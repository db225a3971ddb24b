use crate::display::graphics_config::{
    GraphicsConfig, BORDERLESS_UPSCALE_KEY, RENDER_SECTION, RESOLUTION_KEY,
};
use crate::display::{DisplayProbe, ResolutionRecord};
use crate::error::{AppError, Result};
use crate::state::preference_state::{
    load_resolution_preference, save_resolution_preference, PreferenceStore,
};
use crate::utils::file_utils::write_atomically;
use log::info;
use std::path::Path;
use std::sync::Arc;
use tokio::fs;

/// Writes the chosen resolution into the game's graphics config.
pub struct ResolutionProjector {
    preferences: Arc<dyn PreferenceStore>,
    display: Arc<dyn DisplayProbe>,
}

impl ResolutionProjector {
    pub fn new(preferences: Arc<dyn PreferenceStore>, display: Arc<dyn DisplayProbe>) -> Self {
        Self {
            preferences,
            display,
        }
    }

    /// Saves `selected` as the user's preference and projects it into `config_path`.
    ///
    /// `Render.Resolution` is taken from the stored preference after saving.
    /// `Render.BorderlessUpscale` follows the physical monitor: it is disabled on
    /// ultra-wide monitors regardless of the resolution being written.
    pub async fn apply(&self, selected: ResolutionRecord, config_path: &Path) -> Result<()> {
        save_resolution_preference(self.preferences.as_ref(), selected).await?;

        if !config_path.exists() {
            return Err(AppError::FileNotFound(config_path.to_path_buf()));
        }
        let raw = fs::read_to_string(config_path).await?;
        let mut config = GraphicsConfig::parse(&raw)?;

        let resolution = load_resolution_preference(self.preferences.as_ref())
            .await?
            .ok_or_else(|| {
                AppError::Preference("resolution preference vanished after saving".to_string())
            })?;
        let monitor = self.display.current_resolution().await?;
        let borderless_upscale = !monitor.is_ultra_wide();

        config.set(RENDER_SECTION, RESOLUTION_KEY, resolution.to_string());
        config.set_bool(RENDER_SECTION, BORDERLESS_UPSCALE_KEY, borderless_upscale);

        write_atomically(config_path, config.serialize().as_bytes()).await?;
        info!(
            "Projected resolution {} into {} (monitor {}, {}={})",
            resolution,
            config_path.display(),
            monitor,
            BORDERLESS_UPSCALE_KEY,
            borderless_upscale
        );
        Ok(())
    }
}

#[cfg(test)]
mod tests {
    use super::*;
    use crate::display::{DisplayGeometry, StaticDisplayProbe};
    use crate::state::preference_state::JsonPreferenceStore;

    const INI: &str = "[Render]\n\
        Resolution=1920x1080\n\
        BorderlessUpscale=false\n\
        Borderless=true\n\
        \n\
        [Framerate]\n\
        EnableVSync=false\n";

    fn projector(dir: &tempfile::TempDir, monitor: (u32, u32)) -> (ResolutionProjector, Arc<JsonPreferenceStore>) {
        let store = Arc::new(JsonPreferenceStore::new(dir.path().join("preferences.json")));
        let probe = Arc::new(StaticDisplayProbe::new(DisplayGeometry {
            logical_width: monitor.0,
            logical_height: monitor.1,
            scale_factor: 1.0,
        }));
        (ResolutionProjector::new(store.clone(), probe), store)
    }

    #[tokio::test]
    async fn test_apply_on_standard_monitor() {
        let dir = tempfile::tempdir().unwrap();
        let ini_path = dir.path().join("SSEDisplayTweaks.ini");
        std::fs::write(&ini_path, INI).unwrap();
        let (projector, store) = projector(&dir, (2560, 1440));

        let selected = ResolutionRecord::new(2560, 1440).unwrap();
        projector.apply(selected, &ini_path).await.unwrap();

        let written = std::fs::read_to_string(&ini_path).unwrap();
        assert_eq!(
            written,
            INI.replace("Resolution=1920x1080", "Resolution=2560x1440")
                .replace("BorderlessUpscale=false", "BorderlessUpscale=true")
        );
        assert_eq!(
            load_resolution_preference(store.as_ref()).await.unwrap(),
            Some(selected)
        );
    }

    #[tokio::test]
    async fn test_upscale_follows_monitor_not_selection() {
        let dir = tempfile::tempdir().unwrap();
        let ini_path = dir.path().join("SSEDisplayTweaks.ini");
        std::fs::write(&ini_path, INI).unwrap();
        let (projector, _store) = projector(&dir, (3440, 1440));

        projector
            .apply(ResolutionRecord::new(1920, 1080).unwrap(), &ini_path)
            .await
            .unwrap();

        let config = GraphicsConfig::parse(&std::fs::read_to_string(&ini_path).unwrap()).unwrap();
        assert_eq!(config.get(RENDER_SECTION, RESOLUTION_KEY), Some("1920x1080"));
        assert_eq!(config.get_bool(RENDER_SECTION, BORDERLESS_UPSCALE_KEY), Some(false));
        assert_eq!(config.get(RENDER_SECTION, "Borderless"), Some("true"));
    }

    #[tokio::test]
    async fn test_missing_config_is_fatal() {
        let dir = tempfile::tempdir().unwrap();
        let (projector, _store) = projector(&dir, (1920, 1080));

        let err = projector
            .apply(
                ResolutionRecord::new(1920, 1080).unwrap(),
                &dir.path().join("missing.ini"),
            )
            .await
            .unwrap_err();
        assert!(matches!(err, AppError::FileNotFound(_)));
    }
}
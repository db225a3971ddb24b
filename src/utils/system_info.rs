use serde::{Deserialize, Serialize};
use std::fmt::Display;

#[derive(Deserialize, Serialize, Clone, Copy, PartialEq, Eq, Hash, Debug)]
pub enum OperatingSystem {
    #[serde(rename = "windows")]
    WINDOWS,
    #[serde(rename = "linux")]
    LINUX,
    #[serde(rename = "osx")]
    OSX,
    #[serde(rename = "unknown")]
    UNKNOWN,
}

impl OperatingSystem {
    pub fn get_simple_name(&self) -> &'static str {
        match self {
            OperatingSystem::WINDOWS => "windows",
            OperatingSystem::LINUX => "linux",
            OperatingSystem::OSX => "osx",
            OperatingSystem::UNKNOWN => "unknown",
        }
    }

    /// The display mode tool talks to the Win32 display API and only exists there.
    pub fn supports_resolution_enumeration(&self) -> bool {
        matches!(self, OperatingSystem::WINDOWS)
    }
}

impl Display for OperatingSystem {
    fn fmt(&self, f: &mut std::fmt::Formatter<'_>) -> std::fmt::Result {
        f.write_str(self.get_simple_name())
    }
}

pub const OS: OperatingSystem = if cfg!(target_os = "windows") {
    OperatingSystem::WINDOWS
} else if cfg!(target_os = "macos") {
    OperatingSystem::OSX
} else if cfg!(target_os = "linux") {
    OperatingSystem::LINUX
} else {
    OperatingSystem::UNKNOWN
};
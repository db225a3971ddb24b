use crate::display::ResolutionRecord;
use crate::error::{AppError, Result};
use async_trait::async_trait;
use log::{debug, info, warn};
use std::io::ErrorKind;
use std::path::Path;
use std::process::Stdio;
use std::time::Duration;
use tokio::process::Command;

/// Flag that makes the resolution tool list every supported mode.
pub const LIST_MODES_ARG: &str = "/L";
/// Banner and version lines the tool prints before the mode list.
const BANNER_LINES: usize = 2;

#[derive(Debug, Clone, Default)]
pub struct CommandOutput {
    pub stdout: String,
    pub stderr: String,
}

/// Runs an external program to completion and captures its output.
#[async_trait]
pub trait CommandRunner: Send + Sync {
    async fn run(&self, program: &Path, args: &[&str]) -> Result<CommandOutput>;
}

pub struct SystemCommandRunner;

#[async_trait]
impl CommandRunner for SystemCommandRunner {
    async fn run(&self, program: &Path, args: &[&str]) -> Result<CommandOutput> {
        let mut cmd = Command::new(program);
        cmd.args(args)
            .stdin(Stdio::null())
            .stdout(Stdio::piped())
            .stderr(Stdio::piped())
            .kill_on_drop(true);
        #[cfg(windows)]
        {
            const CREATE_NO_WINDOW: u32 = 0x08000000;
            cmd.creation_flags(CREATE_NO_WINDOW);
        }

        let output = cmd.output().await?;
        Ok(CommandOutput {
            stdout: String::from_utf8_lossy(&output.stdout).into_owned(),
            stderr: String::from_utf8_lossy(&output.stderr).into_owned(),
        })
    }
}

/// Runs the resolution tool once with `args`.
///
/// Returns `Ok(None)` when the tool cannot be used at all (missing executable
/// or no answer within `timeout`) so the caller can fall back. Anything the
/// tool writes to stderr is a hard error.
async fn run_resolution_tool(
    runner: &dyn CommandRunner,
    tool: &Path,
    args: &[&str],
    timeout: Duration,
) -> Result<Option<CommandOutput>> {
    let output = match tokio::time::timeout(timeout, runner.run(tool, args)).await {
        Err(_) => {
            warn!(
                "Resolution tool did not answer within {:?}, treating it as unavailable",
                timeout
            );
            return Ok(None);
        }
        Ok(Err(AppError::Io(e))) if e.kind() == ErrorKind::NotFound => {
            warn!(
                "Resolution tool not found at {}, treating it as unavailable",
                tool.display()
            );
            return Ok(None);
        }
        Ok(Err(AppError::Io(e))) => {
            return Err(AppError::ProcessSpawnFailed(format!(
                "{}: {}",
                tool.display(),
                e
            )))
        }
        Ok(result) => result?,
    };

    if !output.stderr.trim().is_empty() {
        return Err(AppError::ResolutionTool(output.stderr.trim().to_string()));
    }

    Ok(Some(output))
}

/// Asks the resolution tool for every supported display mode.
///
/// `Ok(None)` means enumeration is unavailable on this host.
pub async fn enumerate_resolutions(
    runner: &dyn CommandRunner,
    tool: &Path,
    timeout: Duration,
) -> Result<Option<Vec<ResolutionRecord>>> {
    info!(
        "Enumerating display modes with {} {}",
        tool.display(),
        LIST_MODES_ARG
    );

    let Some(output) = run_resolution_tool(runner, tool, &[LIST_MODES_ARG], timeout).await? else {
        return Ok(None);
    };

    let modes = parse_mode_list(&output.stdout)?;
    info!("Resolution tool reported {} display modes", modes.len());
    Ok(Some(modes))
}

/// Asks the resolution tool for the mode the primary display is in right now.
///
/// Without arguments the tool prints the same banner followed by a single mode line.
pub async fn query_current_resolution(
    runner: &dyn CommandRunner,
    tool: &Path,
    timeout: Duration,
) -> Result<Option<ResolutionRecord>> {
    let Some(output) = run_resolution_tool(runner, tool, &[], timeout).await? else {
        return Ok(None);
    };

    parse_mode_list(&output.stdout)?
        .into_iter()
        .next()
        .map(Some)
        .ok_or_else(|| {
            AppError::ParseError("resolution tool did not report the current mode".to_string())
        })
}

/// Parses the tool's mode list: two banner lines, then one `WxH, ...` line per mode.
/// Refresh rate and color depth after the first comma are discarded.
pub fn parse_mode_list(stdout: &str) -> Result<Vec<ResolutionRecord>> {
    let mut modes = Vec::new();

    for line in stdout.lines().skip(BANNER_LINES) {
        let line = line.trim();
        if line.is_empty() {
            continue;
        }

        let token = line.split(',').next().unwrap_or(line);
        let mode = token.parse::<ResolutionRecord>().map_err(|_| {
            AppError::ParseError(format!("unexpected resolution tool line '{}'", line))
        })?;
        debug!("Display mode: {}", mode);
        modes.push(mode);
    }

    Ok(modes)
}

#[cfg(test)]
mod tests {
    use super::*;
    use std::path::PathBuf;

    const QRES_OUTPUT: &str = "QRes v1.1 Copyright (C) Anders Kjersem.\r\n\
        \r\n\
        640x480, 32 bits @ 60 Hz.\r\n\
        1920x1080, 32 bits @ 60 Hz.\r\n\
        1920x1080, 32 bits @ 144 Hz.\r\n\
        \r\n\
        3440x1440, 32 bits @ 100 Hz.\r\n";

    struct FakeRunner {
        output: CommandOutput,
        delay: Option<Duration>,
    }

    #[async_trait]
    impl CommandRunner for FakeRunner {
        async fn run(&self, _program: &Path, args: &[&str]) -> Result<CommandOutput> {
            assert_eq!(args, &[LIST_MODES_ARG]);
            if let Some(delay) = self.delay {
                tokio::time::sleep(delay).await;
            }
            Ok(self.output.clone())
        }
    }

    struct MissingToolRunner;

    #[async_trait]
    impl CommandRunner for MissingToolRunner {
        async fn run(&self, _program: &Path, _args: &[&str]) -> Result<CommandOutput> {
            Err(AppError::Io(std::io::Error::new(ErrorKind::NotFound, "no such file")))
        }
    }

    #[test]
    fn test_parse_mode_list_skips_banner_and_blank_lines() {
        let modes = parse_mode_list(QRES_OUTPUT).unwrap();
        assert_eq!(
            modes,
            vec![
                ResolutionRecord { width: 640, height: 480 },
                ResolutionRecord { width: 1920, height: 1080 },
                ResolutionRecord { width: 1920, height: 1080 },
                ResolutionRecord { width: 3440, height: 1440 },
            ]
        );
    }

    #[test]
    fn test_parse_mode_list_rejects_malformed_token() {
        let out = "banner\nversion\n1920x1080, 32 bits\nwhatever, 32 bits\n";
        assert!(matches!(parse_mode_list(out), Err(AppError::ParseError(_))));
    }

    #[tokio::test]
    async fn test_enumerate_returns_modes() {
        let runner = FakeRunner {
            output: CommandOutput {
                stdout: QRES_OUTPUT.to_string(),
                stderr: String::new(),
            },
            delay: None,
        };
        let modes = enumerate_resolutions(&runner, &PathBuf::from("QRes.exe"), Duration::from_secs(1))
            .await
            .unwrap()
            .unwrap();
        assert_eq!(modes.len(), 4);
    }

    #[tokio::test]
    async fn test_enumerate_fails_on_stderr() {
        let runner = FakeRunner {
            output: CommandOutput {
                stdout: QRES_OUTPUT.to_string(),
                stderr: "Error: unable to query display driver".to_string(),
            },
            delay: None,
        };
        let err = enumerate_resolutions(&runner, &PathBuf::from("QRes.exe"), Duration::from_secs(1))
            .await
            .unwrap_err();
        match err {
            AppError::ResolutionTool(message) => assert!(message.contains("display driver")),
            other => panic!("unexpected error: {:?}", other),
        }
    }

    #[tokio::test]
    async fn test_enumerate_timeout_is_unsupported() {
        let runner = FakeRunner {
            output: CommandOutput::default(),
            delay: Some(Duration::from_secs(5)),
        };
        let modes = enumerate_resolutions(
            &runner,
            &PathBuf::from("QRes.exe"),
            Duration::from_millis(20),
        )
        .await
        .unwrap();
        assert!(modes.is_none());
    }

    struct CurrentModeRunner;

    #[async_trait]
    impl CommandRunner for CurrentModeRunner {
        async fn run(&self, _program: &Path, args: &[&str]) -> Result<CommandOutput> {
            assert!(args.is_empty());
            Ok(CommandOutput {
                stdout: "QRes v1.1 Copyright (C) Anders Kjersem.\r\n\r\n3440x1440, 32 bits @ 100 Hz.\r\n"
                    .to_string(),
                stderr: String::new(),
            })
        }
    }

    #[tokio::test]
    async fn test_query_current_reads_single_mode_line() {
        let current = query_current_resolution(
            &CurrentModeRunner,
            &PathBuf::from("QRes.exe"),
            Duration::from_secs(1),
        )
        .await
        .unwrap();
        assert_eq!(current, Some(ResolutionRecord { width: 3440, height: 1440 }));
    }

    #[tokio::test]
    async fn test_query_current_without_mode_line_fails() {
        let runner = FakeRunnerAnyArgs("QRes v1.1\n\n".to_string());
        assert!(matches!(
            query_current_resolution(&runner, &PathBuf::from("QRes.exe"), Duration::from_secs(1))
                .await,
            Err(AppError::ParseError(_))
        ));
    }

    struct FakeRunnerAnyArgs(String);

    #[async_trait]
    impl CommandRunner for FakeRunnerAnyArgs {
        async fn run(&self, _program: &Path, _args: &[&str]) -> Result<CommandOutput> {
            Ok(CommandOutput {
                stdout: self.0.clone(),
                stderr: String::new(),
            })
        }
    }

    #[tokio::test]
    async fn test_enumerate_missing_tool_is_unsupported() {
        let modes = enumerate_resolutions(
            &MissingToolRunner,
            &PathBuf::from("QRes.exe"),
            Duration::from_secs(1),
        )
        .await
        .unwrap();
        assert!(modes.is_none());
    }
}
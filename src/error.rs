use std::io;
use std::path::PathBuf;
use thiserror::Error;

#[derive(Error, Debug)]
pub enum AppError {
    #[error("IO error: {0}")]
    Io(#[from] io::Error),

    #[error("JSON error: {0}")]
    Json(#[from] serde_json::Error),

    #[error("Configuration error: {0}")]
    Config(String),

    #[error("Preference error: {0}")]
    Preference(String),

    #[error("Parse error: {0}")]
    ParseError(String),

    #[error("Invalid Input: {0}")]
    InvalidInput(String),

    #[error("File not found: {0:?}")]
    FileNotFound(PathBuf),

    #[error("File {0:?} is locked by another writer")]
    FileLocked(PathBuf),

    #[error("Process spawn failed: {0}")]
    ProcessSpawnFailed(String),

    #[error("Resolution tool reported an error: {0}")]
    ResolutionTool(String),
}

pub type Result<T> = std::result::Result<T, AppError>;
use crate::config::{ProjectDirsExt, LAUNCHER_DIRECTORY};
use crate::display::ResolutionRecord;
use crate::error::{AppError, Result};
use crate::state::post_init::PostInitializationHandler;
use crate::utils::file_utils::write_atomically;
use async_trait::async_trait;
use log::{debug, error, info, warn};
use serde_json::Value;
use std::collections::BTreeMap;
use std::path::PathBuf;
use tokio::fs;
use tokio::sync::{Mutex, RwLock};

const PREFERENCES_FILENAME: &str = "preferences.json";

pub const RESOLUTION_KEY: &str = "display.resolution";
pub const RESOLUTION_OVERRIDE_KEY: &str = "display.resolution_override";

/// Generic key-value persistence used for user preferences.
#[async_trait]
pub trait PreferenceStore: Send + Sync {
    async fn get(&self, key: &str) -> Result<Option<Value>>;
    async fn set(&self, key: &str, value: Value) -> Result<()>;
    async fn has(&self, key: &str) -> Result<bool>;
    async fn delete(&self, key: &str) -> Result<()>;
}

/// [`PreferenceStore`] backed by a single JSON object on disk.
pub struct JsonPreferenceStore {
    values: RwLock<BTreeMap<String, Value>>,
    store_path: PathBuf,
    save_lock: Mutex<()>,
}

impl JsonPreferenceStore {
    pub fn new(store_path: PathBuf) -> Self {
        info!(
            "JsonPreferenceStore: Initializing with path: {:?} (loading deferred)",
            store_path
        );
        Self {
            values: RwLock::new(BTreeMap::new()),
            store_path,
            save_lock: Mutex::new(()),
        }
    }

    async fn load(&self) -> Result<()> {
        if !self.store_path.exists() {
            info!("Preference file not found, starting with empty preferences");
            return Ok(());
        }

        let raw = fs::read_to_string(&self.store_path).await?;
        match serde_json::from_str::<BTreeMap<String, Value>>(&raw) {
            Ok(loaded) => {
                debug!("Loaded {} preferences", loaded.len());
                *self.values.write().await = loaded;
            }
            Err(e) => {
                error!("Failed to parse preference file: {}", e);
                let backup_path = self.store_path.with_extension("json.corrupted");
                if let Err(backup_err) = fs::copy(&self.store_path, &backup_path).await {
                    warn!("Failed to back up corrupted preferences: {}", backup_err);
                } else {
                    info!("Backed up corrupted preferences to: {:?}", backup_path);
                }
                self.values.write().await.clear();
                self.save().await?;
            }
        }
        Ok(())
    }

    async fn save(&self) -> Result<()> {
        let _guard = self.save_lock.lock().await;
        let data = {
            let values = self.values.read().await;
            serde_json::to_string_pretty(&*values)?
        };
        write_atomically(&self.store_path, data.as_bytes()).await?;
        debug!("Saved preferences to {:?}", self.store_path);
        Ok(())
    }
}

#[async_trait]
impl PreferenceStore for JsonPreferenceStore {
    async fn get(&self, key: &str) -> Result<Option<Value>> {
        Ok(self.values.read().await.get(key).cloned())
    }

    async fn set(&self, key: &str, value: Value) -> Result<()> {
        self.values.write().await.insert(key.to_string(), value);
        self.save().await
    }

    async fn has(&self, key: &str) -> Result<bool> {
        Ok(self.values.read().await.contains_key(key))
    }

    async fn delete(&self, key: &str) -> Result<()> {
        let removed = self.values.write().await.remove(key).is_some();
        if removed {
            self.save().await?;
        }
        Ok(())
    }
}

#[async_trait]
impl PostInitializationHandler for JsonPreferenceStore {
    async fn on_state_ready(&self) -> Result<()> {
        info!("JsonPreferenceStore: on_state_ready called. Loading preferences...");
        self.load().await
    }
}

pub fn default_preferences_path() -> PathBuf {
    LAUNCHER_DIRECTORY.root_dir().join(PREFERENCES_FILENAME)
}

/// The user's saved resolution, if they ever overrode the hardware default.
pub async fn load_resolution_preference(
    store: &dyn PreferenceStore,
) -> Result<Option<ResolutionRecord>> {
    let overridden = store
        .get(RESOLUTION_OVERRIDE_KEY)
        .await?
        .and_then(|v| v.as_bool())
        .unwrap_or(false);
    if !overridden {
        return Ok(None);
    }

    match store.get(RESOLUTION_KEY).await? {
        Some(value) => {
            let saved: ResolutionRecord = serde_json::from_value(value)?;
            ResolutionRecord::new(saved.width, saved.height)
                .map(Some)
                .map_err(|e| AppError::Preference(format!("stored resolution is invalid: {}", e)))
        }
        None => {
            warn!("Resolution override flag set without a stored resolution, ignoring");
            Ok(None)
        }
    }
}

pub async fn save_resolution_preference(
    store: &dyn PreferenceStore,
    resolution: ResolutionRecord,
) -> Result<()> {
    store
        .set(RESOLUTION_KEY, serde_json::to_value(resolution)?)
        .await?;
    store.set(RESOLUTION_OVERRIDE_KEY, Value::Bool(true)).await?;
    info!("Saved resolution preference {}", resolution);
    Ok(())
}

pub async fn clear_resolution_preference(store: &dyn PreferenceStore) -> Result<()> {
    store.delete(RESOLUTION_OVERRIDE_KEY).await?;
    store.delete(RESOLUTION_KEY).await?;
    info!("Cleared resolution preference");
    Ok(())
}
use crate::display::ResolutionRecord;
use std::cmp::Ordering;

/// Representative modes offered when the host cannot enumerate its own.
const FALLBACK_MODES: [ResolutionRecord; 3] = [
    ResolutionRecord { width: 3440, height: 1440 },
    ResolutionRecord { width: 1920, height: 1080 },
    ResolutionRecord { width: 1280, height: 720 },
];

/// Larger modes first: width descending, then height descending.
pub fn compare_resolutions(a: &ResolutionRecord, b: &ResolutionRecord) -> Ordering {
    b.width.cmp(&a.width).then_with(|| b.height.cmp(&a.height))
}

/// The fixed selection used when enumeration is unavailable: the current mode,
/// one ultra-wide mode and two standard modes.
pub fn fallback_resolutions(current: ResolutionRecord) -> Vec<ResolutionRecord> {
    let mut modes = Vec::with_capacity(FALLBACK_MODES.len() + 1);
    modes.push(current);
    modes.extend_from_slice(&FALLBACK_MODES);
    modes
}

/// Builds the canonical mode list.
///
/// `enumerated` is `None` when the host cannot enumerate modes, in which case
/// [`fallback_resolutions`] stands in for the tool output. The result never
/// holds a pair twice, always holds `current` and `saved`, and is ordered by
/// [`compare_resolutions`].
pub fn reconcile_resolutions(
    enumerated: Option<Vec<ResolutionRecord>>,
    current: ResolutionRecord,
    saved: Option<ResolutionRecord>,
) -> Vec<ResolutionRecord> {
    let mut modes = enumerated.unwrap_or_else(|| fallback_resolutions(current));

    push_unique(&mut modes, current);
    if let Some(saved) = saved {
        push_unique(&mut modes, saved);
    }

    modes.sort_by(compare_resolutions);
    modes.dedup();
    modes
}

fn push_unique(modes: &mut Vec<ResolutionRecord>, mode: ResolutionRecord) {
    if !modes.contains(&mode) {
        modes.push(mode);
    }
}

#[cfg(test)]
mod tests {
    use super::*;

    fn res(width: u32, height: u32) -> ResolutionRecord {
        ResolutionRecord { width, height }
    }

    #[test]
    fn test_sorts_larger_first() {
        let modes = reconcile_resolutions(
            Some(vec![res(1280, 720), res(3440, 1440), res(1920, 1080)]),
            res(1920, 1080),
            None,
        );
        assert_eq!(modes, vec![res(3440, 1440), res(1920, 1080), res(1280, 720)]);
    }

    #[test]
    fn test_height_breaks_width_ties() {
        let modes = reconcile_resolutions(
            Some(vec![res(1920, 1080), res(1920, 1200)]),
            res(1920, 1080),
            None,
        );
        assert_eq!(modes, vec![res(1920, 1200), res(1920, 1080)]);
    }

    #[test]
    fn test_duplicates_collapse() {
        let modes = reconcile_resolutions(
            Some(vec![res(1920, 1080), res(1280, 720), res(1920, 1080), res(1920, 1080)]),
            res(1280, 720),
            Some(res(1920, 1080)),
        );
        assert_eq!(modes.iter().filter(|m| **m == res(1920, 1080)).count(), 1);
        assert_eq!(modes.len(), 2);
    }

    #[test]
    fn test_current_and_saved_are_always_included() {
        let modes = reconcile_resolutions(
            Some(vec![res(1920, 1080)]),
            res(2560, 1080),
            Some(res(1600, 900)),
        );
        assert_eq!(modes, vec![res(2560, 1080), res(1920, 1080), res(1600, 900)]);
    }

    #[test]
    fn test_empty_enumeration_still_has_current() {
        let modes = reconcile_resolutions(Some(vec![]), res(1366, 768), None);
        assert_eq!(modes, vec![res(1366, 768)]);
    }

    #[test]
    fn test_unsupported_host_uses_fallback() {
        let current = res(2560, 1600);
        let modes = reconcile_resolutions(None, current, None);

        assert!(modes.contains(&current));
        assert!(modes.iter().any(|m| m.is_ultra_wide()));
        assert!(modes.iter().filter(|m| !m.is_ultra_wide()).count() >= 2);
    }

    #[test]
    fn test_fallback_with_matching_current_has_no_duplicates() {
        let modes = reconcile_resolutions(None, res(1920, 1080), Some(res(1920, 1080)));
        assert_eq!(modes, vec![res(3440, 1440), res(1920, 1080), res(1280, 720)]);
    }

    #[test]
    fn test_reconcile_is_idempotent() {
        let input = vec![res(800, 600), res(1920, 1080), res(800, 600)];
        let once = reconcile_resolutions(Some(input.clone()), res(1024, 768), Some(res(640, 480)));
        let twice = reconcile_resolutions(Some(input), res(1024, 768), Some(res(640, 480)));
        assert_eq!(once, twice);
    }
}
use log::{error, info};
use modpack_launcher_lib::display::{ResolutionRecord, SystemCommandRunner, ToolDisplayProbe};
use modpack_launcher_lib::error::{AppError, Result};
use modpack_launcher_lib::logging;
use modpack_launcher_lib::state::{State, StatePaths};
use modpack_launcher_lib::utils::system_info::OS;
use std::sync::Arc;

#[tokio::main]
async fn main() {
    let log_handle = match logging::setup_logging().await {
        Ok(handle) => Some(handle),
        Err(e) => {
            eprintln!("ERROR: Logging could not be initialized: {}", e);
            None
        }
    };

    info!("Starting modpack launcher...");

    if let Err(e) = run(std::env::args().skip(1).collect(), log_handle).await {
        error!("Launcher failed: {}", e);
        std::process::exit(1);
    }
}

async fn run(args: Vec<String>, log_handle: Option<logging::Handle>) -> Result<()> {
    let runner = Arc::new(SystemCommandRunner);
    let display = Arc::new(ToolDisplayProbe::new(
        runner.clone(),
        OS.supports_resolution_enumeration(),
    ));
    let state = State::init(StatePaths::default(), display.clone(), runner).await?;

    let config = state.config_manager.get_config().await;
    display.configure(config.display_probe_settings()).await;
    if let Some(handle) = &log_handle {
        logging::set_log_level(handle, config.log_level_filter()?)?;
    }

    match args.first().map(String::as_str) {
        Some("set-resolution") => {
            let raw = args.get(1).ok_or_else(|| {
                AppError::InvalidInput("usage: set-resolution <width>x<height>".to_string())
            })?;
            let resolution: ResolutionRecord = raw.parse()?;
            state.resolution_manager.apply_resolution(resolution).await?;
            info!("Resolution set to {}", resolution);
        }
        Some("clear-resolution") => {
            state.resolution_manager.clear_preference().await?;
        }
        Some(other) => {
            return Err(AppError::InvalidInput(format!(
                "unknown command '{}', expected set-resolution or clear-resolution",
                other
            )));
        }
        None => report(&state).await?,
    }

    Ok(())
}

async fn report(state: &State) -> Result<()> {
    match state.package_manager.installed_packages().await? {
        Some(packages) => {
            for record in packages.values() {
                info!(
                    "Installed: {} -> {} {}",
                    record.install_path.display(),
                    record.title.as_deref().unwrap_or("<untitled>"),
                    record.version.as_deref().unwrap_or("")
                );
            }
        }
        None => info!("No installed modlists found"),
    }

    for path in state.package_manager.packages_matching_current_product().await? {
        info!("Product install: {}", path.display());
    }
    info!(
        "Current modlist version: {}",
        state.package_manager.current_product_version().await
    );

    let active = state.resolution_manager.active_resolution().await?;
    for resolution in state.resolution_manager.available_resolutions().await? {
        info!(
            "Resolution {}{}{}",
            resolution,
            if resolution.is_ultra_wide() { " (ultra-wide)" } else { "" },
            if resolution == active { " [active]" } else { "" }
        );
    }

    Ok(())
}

### Task objective
State how many lines of the listing above include the word "ProcessSpawnFailed". Give nothing but the number.

### Expected output
2